Parks was a member of professional organizations including the American Society of Civil Engineers and the National Society of Professional Engineers.

=== Public service ===
Parks was well known for his involvement in desegregating public schools in Boston, Massachusetts. He was appointed as Massachusetts's Secretary of Educational Affairs, succeeding Joseph M. Cronin, who was the first to ever assume that role. Parks was appointed by Governor-elect, in 1974, Michael Dukakis. Parks was the first African American to be selected as a member of Dukakis's cabinet. As the Secretary of Educational Affairs, Parks was also the Executive Director of the Boston Model City Program, with the overarching goal of desegregating Boston schools and busing. Parks formed a council that would frequently report back to Governor Dukakis amidst a host of issues arising from the busing programs. Two decades following Parks's appointment as the Secretary of Educational Affairs, Parks then became the chairman of the Boston School Committee.

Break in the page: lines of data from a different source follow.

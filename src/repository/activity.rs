//! Recent activity feed, bounded

use std::collections::VecDeque;

use chrono::{DateTime, Utc};

use super::Repository;
use crate::models::{Activity, ActivityKind, Department};

#[derive(Debug, Clone)]
pub struct ActivityLog {
    entries: VecDeque<Activity>,
    capacity: usize,
    next_id: u64,
}

impl ActivityLog {
    pub fn new(capacity: usize) -> Self {
        Self {
            entries: VecDeque::with_capacity(capacity),
            capacity,
            next_id: 1,
        }
    }

    pub fn len(&self) -> usize {
        self.entries.len()
    }

    pub fn is_empty(&self) -> bool {
        self.entries.is_empty()
    }

    fn push(&mut self, mut activity: Activity) -> Option<&Activity> {
        if self.capacity == 0 {
            return None;
        }
        activity.id = self.next_id;
        self.next_id += 1;
        if self.entries.len() == self.capacity {
            self.entries.pop_back();
        }
        self.entries.push_front(activity);
        self.entries.front()
    }

    /// Newest first
    pub fn recent(&self, limit: usize) -> Vec<Activity> {
        self.entries.iter().take(limit).cloned().collect()
    }
}

impl Repository {
    pub fn activity_record(
        &mut self,
        kind: ActivityKind,
        asset: &str,
        employee: Option<&str>,
        department: Option<Department>,
        at: DateTime<Utc>,
    ) {
        let entry = Activity {
            id: 0,
            kind,
            asset: asset.to_string(),
            employee: employee.map(str::to_string),
            department,
            at,
        };
        if let Some(recorded) = self.activity.push(entry) {
            tracing::debug!("Activity {} recorded: {:?} {}", recorded.id, recorded.kind, recorded.asset);
        }
    }

    pub fn activity_recent(&self, limit: usize) -> Vec<Activity> {
        self.activity.recent(limit)
    }
}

As the Chairman of the NAACP Education Committee, Parks was responsible for the Boston Model City Program. Parks was able to identify the growing economic issues found within the selected areas the program was in effect, noting that the unemployment rate was four times that of metropolitan Boston. Parks attributed these economic downfalls to the funding cuts to the program and advocated for it to remain in effect amidst several discussions of its termination. A statistical analysis conducted by Parks and his colleagues estimated that continued cuts to funding and termination of the program would cause more than $51 million in economic damage and a loss of 5,000 jobs. The program used federal funding of approximately $20 million to provide aid to 60,000 individuals in Dorchester, Jamaica Plain, and Roxbury, the latter of which was subject to a march in 1963 to protest segregation in Boston schools prior to Parks's appointment as Chairman.

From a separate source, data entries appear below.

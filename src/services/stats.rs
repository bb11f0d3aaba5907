//! Dashboard statistics service

use std::collections::BTreeSet;

use serde::Serialize;

use crate::{
    clock::Clock,
    config::DashboardConfig,
    models::{Activity, AssetId, AssetStatus},
    repository::Repository,
};

/// Headline counters of the dashboard
#[derive(Debug, Clone, PartialEq, Eq, Serialize)]
pub struct DashboardStats {
    pub total_assets: usize,
    pub assigned_assets: usize,
    pub available_assets: usize,
    pub maintenance_assets: usize,
    pub active_employees: usize,
    /// Distinct departments with at least one employee
    pub departments: usize,
}

#[derive(Debug, Clone, Copy, PartialEq, Eq, Serialize)]
#[serde(tag = "reason", rename_all = "snake_case")]
pub enum AlertReason {
    InMaintenance,
    WarrantyExpired { days_ago: i64 },
    WarrantyExpiring { days_left: i64 },
}

#[derive(Debug, Clone, PartialEq, Eq, Serialize)]
pub struct MaintenanceAlert {
    pub asset_id: AssetId,
    pub asset_name: String,
    #[serde(flatten)]
    pub reason: AlertReason,
}

#[derive(Debug, Clone, Serialize)]
pub struct DashboardSnapshot {
    pub stats: DashboardStats,
    pub alerts: Vec<MaintenanceAlert>,
    pub recent_activity: Vec<Activity>,
}

pub struct StatsService<'a> {
    repository: &'a Repository,
    config: &'a DashboardConfig,
    clock: &'a dyn Clock,
}

impl<'a> StatsService<'a> {
    pub fn new(repository: &'a Repository, config: &'a DashboardConfig, clock: &'a dyn Clock) -> Self {
        Self {
            repository,
            config,
            clock,
        }
    }

    pub fn stats(&self) -> DashboardStats {
        let assets = self.repository.assets_list();
        let employees = self.repository.employees_list();
        let count = |status: AssetStatus| assets.iter().filter(|a| a.status == status).count();

        DashboardStats {
            total_assets: assets.len(),
            assigned_assets: count(AssetStatus::Assigned),
            available_assets: count(AssetStatus::Available),
            maintenance_assets: count(AssetStatus::Maintenance),
            active_employees: employees.len(),
            departments: employees.iter().map(|e| e.department).collect::<BTreeSet<_>>().len(),
        }
    }

    /// Assets in maintenance, then assets whose warranty has lapsed or
    /// lapses within the configured window
    pub fn maintenance_alerts(&self) -> Vec<MaintenanceAlert> {
        let today = self.clock.today();
        let assets = self.repository.assets_list();

        let in_maintenance = assets
            .iter()
            .filter(|a| a.status == AssetStatus::Maintenance)
            .map(|a| MaintenanceAlert {
                asset_id: a.id,
                asset_name: a.name.clone(),
                reason: AlertReason::InMaintenance,
            });

        let warranty = assets.iter().filter_map(|a| {
            let days_left = (a.warranty_expiry - today).num_days();
            let reason = if days_left < 0 {
                AlertReason::WarrantyExpired { days_ago: -days_left }
            } else if days_left <= self.config.warranty_alert_days {
                AlertReason::WarrantyExpiring { days_left }
            } else {
                return None;
            };
            Some(MaintenanceAlert {
                asset_id: a.id,
                asset_name: a.name.clone(),
                reason,
            })
        });

        let alerts: Vec<MaintenanceAlert> = in_maintenance.chain(warranty).collect();
        tracing::debug!("{} maintenance alerts as of {}", alerts.len(), today);
        alerts
    }

    /// Newest first
    pub fn recent_activity(&self, limit: usize) -> Vec<Activity> {
        self.repository.activity_recent(limit)
    }

    pub fn snapshot(&self, activity_limit: usize) -> DashboardSnapshot {
        DashboardSnapshot {
            stats: self.stats(),
            alerts: self.maintenance_alerts(),
            recent_activity: self.recent_activity(activity_limit),
        }
    }
}
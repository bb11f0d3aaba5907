//! Configuration management for AssetDesk

use ::config::{builder::DefaultState, Config, ConfigBuilder, Environment, File};
use serde::Deserialize;
use std::env;

use crate::error::AppResult;
use crate::models::{Department, Role};

#[derive(Debug, Deserialize, Clone)]
#[serde(default)]
pub struct LoggingConfig {
    pub level: String,
    /// "pretty" or "json"
    pub format: String,
    /// When set, logs also go to a daily rolling file in this directory
    pub directory: Option<String>,
}

/// One entry of the fixed credential map
#[derive(Debug, Deserialize, Clone)]
pub struct AccountConfig {
    pub email: String,
    pub name: String,
    pub role: Role,
    pub department: Department,
}

#[derive(Debug, Deserialize, Clone)]
#[serde(default)]
pub struct AuthConfig {
    /// Password shared by every account
    pub shared_password: String,
    pub accounts: Vec<AccountConfig>,
}

#[derive(Debug, Deserialize, Clone)]
#[serde(default)]
pub struct StoreConfig {
    /// Load the demo assets and employees when a session starts
    pub seed_demo_data: bool,
}

#[derive(Debug, Deserialize, Clone)]
#[serde(default)]
pub struct ActivityConfig {
    /// Maximum number of entries kept in the recent activity feed
    pub capacity: usize,
}

#[derive(Debug, Deserialize, Clone)]
#[serde(default)]
pub struct DashboardConfig {
    pub warranty_alert_days: i64,
}

#[derive(Debug, Deserialize, Clone, Default)]
#[serde(default)]
pub struct AppConfig {
    pub logging: LoggingConfig,
    pub auth: AuthConfig,
    pub store: StoreConfig,
    pub activity: ActivityConfig,
    pub dashboard: DashboardConfig,
}

impl AppConfig {
    /// Load configuration from files and environment variables
    pub fn load() -> AppResult<Self> {
        let run_mode = env::var("RUN_MODE").unwrap_or_else(|_| "development".into());

        let builder = Config::builder()
            .add_source(File::with_name("config/default").required(false))
            .add_source(File::with_name(&format!("config/{}", run_mode)).required(false))
            // ASSETDESK__LOGGING__LEVEL=debug and so on
            .add_source(
                Environment::with_prefix("ASSETDESK")
                    .prefix_separator("__")
                    .separator("__")
                    .try_parsing(true),
            );

        Self::from_builder(builder)
    }

    fn from_builder(builder: ConfigBuilder<DefaultState>) -> AppResult<Self> {
        Ok(builder.build()?.try_deserialize()?)
    }
}

impl Default for LoggingConfig {
    fn default() -> Self {
        Self {
            level: "info".to_string(),
            format: "pretty".to_string(),
            directory: None,
        }
    }
}

impl Default for AuthConfig {
    fn default() -> Self {
        Self {
            shared_password: "password123".to_string(),
            accounts: vec![
                AccountConfig {
                    email: "admin@company.com".to_string(),
                    name: "John Admin".to_string(),
                    role: Role::Admin,
                    department: Department::It,
                },
                AccountConfig {
                    email: "dept.head@company.com".to_string(),
                    name: "Jane Head".to_string(),
                    role: Role::DepartmentHead,
                    department: Department::Hr,
                },
                AccountConfig {
                    email: "employee@company.com".to_string(),
                    name: "Bob Employee".to_string(),
                    role: Role::Employee,
                    department: Department::Sales,
                },
            ],
        }
    }
}

impl Default for StoreConfig {
    fn default() -> Self {
        Self { seed_demo_data: true }
    }
}

impl Default for ActivityConfig {
    fn default() -> Self {
        Self { capacity: 50 }
    }
}

impl Default for DashboardConfig {
    fn default() -> Self {
        Self { warranty_alert_days: 30 }
    }
}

Parks, in 1964, as a member of the Massachusetts State Advisory Committee to the U.S. Commission on Civil Rights, met with other members of the committee to revise evidence suggesting segregation in Boston public schools at that time. Parks and colleagues found that reading scores in black schools were far less than that of all-white public schools. Furthermore, they found that school administrators preached separate but equal quality of education for black and white students, despite evidence insisting on the opposite. The Kiernan Commission, spearheaded by Dr. Owen Kiernan in 1964, gathered exceptional individuals working in the field of education and business to assess the status and quality of education in Boston public schools. They returned with evidence to back Parks and the committee's claims of unequal quality of education and found that at least 32 schools were subject to this. Despite the condemning evidence presented to the Boston School Committee, they rejected the proof and dismissed the report. In 1965, Parks and the Massachusetts State Advisory Committee to the U.S. Commission on Civil Rights founded Operation Exodus, a program that buses black students to white schools outside of traditionally black neighborhoods in Boston. Additionally, Parks worked on establishing the Metropolitan Council for Educational Opportunity (METCO), a program that further supported racial desegregation in Boston schools by diversifying the student body and urged black students to enroll in predominantly white schools.

==Personal life==
Parks was of African American, Muscogee, and Seminole ancestry. Parks married Dorothy Alexander on February 2, 1947, with whom he had three children: Paul Jr., Pamela, and Stacy. In 1972, Parks married Virginia Loftman. Parks died of cancer in 2009.